D'autres facteurs ont faussé les calculs. Ils sont assez techniques, mais valent la peine d'être soulignés. La formule PPP a été mise en concurrence avec une seule autre, la plus traditionnelle. Il existe pourtant d'autres modes conventionnels, comme le clé-en-main, qui auraient pu mieux soutenir la comparaison. Le taux utilisé pour refléter les coûts en dollars d'aujourd'hui était inutilement élevé... alors que plus ce taux est élevé, plus le mode PPP paraît avantageux! Finalement, plusieurs éléments qualitatifs importants, qui sont défavorables au mode PPP, n'ont pas été considérés.

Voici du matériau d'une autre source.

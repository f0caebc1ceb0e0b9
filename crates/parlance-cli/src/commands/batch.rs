//! Run one configuration over many seeds and summarize.

use anyhow::{Context, Result};
use colored::Colorize;
use indicatif::{ProgressBar, ProgressStyle};
use parlance::prelude::*;

use crate::config::Config;

pub fn run(runs: Option<u64>, ticks: Option<u64>, seed: Option<u64>, json: bool) -> Result<()> {
    let config = Config::load()?;
    let mut base = config.simulation.clone();
    if let Some(seed) = seed {
        base.seed = seed;
    }
    let runs = runs.unwrap_or(config.batch.runs);
    let ticks = ticks.unwrap_or(config.batch.ticks);
    let batch = BatchConfig::new(base, runs, ticks);

    if !json {
        println!(
            "{} Running {} seeds × {} ticks...",
            "→".blue(),
            runs.to_string().cyan(),
            ticks.to_string().cyan()
        );
    }

    let pb = if json { ProgressBar::hidden() } else { ProgressBar::new(runs) };
    pb.set_style(
        ProgressStyle::default_bar()
            .template("{spinner:.green} [{bar:40.cyan/blue}] {pos}/{len} runs")?
            .progress_chars("#>-"),
    );
    let report = run_batch(&batch, |_| pb.inc(1)).context("Batch run failed")?;
    pb.finish_and_clear();

    if json {
        println!("{}", serde_json::to_string_pretty(&report)?);
        return Ok(());
    }

    println!();
    println!("  {:>8} {:>9} {:>9} {:>11} {:>7}", "seed", "success", "agents", "convergence", "words");
    for r in &report.runs {
        println!(
            "  {:>8} {:>9.3} {:>9.3} {:>11.3} {:>7}",
            r.seed, r.success, r.average_success, r.convergence, r.distinct_words
        );
    }
    println!();
    print_spread("Windowed success", report.success);
    print_spread("Mean agent success", report.average_success);
    print_spread("Convergence", report.convergence);

    Ok(())
}

fn print_spread(label: &str, spread: Option<Spread>) {
    match spread {
        Some(s) => println!(
            "  {:<20} mean {}  min {:.3}  max {:.3}",
            label,
            format!("{:.3}", s.mean).green(),
            s.min,
            s.max
        ),
        None => println!("  {:<20} {}", label, "no runs".yellow()),
    }
}
//! LanguageAgent: one member of the naming-game population.
//!
//! Each tick an agent wanders to a random orthogonal neighbour cell, tries
//! to talk to one agent sharing its new cell, and adapts its vocabulary
//! from the outcome. Speaking mutates the hearer's lexicon directly
//! (discovery, adoption, correction), so agents acting later in the same
//! tick see what earlier agents did.
//!
//! All randomness is drawn from the caller's generator, in a fixed order:
//! neighbour, hearer (redrawn while it equals the speaker), meaning,
//! pointing cue, then either the coinage draw or the retention draw.

use crate::lexicon::Lexicon;
use crate::words::{canonical_word, coin_word};
use parlance_core::config::SimulationConfig;
use parlance_core::error::{ConfigError, InvariantViolation, Result};
use parlance_core::events::LexiconEvent;
use parlance_core::field::SpatialField;
use parlance_core::registry::VocabularyRegistry;
use parlance_core::retention::Verdict;
use parlance_core::types::*;
use rand::Rng;
use serde::Serialize;
use tracing::{debug, warn};

/// What the adaptation rule did with a conversation.
#[derive(Debug, Clone, PartialEq, Eq, Serialize)]
pub enum AdaptationOutcome {
    /// Nothing changed (no coinage draw fired).
    Unchanged,
    /// The outcome was appended; the word is not yet due for judgement.
    Observed,
    /// A new word was coined for the meaning.
    Coined(Word),
    /// The word survived judgement and its history restarted.
    Kept,
    /// The word failed judgement and its coupling was deleted.
    Dropped,
    /// Coinage fired but every one-syllable word is already in use.
    CoinageExhausted,
}

/// A mobile agent with a private lexicon.
#[derive(Debug, Clone, Serialize)]
pub struct LanguageAgent {
    id: AgentId,
    position: Cell,
    heading: Heading,
    lexicon: Lexicon,
    /// Running mean of scored dialog outcomes.
    comm_success: f64,
    number_of_dialogs: u64,
    literate: bool,
}

impl LanguageAgent {
    pub fn new(id: AgentId, position: Cell, heading: Heading) -> Self {
        Self {
            id,
            position,
            heading,
            lexicon: Lexicon::new(id),
            comm_success: 0.0,
            number_of_dialogs: 0,
            literate: false,
        }
    }

    /// Pre-seed the canonical table: every meaning, each with its canonical word.
    pub fn seed_canonical(
        &mut self,
        meaning_count: usize,
        registry: &mut VocabularyRegistry,
    ) -> std::result::Result<(), InvariantViolation> {
        for index in 0..meaning_count {
            let meaning = Meaning::new(index as u32);
            self.lexicon.couple(canonical_word(meaning), meaning, registry)?;
        }
        self.literate = true;
        Ok(())
    }

    pub fn id(&self) -> AgentId {
        self.id
    }

    pub fn position(&self) -> Cell {
        self.position
    }

    pub fn heading(&self) -> Heading {
        self.heading
    }

    pub fn lexicon(&self) -> &Lexicon {
        &self.lexicon
    }

    /// Mutable lexicon access. Couplings still go through the
    /// registry-aware `couple`/`decouple`.
    pub fn lexicon_mut(&mut self) -> &mut Lexicon {
        &mut self.lexicon
    }

    pub fn comm_success(&self) -> f64 {
        self.comm_success
    }

    pub fn number_of_dialogs(&self) -> u64 {
        self.number_of_dialogs
    }

    pub fn is_literate(&self) -> bool {
        self.literate
    }

    pub fn knows_meaning(&self, meaning: Meaning) -> bool {
        self.lexicon.knows_meaning(meaning)
    }

    // --- Movement ---

    /// Step to a uniformly chosen orthogonal neighbour.
    ///
    /// Returns the cell the agent left.
    pub fn wander<F, R>(&mut self, field: &mut F, rng: &mut R) -> Result<Cell>
    where
        F: SpatialField + ?Sized,
        R: Rng + ?Sized,
    {
        let neighbors = field.neighbors(&self.position)?;
        if neighbors.is_empty() {
            return Err(ConfigError::DegenerateGrid {
                width: field.width(),
                height: field.height(),
            }
            .into());
        }
        let target = neighbors[rng.random_range(0..neighbors.len())];
        let from = self.position;
        field.move_agent(self.id, target)?;
        self.heading = from.delta_to(&target);
        self.position = target;
        Ok(from)
    }

    // --- Communication ---

    /// Pick a hearer among the occupants of this agent's cell.
    ///
    /// Draws uniformly over all occupants and redraws while the draw is the
    /// speaker itself. `None` when nobody else is there.
    pub fn choose_hearer<R: Rng + ?Sized>(&self, occupants: &[AgentId], rng: &mut R) -> Option<AgentId> {
        if !occupants.iter().any(|other| *other != self.id) {
            return None;
        }
        loop {
            let candidate = occupants[rng.random_range(0..occupants.len())];
            if candidate != self.id {
                return Some(candidate);
            }
        }
    }

    /// A meaning drawn uniformly from the whole meaning space. Never redrawn.
    pub fn choose_meaning<R: Rng + ?Sized>(rng: &mut R, meaning_count: usize) -> Meaning {
        Meaning::new(rng.random_range(0..meaning_count as u32))
    }

    /// Attempt one exchange about `meaning` with `hearer`.
    ///
    /// Discoveries and corrections are returned unscored. Every other path
    /// yields a scored [`Conversation`], including the one where the speaker
    /// has no word for the meaning.
    pub fn speak<R: Rng + ?Sized>(
        &mut self,
        hearer: &mut LanguageAgent,
        meaning: Meaning,
        config: &SimulationConfig,
        rng: &mut R,
        registry: &mut VocabularyRegistry,
        events: &mut Vec<LexiconEvent>,
    ) -> std::result::Result<ExchangeOutcome, InvariantViolation> {
        debug_assert_ne!(self.id, hearer.id, "an agent never talks to itself");

        if self.lexicon.learn_meaning(meaning) {
            debug!(agent = %self.id, %meaning, "speaker discovered meaning");
            events.push(LexiconEvent::Discovered { agent: self.id, meaning });
            return Ok(ExchangeOutcome::Discovery {
                hearer: hearer.id,
                learner: self.id,
                meaning,
            });
        }
        if hearer.lexicon.learn_meaning(meaning) {
            debug!(agent = %hearer.id, %meaning, "hearer discovered meaning");
            events.push(LexiconEvent::Discovered { agent: hearer.id, meaning });
            return Ok(ExchangeOutcome::Discovery {
                hearer: hearer.id,
                learner: hearer.id,
                meaning,
            });
        }

        let anticipated = rng.random_bool(config.anticipated_prob).then_some(meaning);

        let Some(word) = self.lexicon.word_for(meaning).cloned() else {
            return Ok(self.scored(hearer, None, meaning, 0.0));
        };

        match (hearer.lexicon.meaning_of(&word), anticipated) {
            (Some(_), None) => Ok(self.scored(hearer, Some(word), meaning, 1.0)),
            (Some(hearer_meaning), Some(pointed)) if hearer_meaning == pointed => {
                Ok(self.scored(hearer, Some(word), meaning, 1.0))
            }
            (Some(hearer_meaning), Some(pointed)) => {
                hearer.correct(&word, hearer_meaning, pointed, self.id, registry, events)?;
                Ok(ExchangeOutcome::Correction {
                    hearer: hearer.id,
                    word,
                    from: hearer_meaning,
                    to: pointed,
                })
            }
            (None, pointed) => {
                if let Some(pointed) = pointed {
                    if hearer.lexicon.word_for(pointed).is_none() {
                        hearer.lexicon.couple(word.clone(), pointed, registry)?;
                        debug!(agent = %hearer.id, %word, meaning = %pointed, from = %self.id, "learned word");
                        events.push(LexiconEvent::Learned {
                            agent: hearer.id,
                            word: word.clone(),
                            meaning: pointed,
                            from: self.id,
                        });
                    }
                }
                Ok(self.scored(hearer, Some(word), meaning, 0.0))
            }
        }
    }

    fn scored(&self, hearer: &LanguageAgent, word: Option<Word>, meaning: Meaning, success: f64) -> ExchangeOutcome {
        debug!(
            speaker = %self.id,
            hearer = %hearer.id,
            word = word.as_ref().map_or("-", Word::as_str),
            %meaning,
            success,
            "exchange"
        );
        ExchangeOutcome::Scored {
            hearer: hearer.id,
            conversation: Conversation::new(word, meaning, success),
        }
    }

    /// Remap `word` from `from` to `to` on the speaker's say-so.
    ///
    /// If this agent already names `to` with another word, that coupling
    /// is forgotten first so the lexicon stays injective.
    fn correct(
        &mut self,
        word: &Word,
        from: Meaning,
        to: Meaning,
        by: AgentId,
        registry: &mut VocabularyRegistry,
        events: &mut Vec<LexiconEvent>,
    ) -> std::result::Result<(), InvariantViolation> {
        if let Some(displaced) = self.lexicon.word_for(to).cloned() {
            self.lexicon.decouple(&displaced, registry)?;
            debug!(agent = %self.id, word = %displaced, meaning = %to, "forgot displaced word");
            events.push(LexiconEvent::Forgot {
                agent: self.id,
                word: displaced,
                meaning: to,
            });
        }
        self.lexicon.decouple(word, registry)?;
        self.lexicon.couple(word.clone(), to, registry)?;
        debug!(agent = %self.id, %word, %from, %to, %by, "corrected");
        events.push(LexiconEvent::Corrected {
            agent: self.id,
            word: word.clone(),
            from,
            to,
            by,
        });
        Ok(())
    }

    /// Fold a scored outcome into the running success average.
    pub fn record_dialog(&mut self, success: f64) {
        self.number_of_dialogs += 1;
        self.comm_success += (success - self.comm_success) / self.number_of_dialogs as f64;
    }

    // --- Adaptation ---

    /// Update the vocabulary after a scored conversation this agent spoke in.
    pub fn adapt<R: Rng + ?Sized>(
        &mut self,
        conversation: &Conversation,
        config: &SimulationConfig,
        rng: &mut R,
        registry: &mut VocabularyRegistry,
        events: &mut Vec<LexiconEvent>,
    ) -> std::result::Result<AdaptationOutcome, InvariantViolation> {
        match &conversation.word {
            None => self.maybe_coin(conversation.meaning, config, rng, registry, events),
            Some(word) => self.judge_word(word, conversation.success, config, rng, registry, events),
        }
    }

    fn maybe_coin<R: Rng + ?Sized>(
        &mut self,
        meaning: Meaning,
        config: &SimulationConfig,
        rng: &mut R,
        registry: &mut VocabularyRegistry,
        events: &mut Vec<LexiconEvent>,
    ) -> std::result::Result<AdaptationOutcome, InvariantViolation> {
        if !self.lexicon.knows_meaning(meaning) || self.lexicon.word_for(meaning).is_some() {
            return Ok(AdaptationOutcome::Unchanged);
        }
        if !rng.random_bool(config.new_word_rate) {
            return Ok(AdaptationOutcome::Unchanged);
        }
        let lexicon = &self.lexicon;
        let Some(word) = coin_word(rng, |w| lexicon.has_word(w)) else {
            warn!(agent = %self.id, %meaning, "no free syllable left to coin");
            return Ok(AdaptationOutcome::CoinageExhausted);
        };
        self.lexicon.couple(word.clone(), meaning, registry)?;
        debug!(agent = %self.id, %word, %meaning, "coined word");
        events.push(LexiconEvent::Coined {
            agent: self.id,
            word: word.clone(),
            meaning,
        });
        Ok(AdaptationOutcome::Coined(word))
    }

    fn judge_word<R: Rng + ?Sized>(
        &mut self,
        word: &Word,
        success: f64,
        config: &SimulationConfig,
        rng: &mut R,
        registry: &mut VocabularyRegistry,
        events: &mut Vec<LexiconEvent>,
    ) -> std::result::Result<AdaptationOutcome, InvariantViolation> {
        self.lexicon.record_outcome(word, success)?;
        let history = self.lexicon.history(word).unwrap_or_default();
        match config.retention().judge(history, || rng.random::<f64>()) {
            Verdict::Pending => Ok(AdaptationOutcome::Observed),
            Verdict::Keep => {
                self.lexicon.reset_history(word);
                Ok(AdaptationOutcome::Kept)
            }
            Verdict::Drop => {
                let meaning = self.lexicon.decouple(word, registry)?;
                debug!(agent = %self.id, %word, %meaning, "forgot word");
                events.push(LexiconEvent::Forgot {
                    agent: self.id,
                    word: word.clone(),
                    meaning,
                });
                Ok(AdaptationOutcome::Dropped)
            }
        }
    }

    /// Check this agent's lexicon against the registry.
    pub fn verify(&self, registry: &VocabularyRegistry) -> std::result::Result<(), InvariantViolation> {
        self.lexicon.verify(registry)
    }
}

Le verdict aurait-il été différent si les analyses avaient été mieux faites? La formule PPP aurait-elle permis des économies suffisantes pour compenser son incroyable lourdeur? Ou, pire, se serait-elle révélée plus coûteuse? Le vérificateur n'a pas examiné cette question. Nous croyons qu'il est urgent de le faire. Les professionnels de la santé des deux grands hôpitaux universitaires, qui devront composer durant plus de 30 ans avec le carcan d'un PPP, ont le droit de savoir. Les Québécois qui auront à payer cette note de plus de 5,2 milliards de dollars aussi.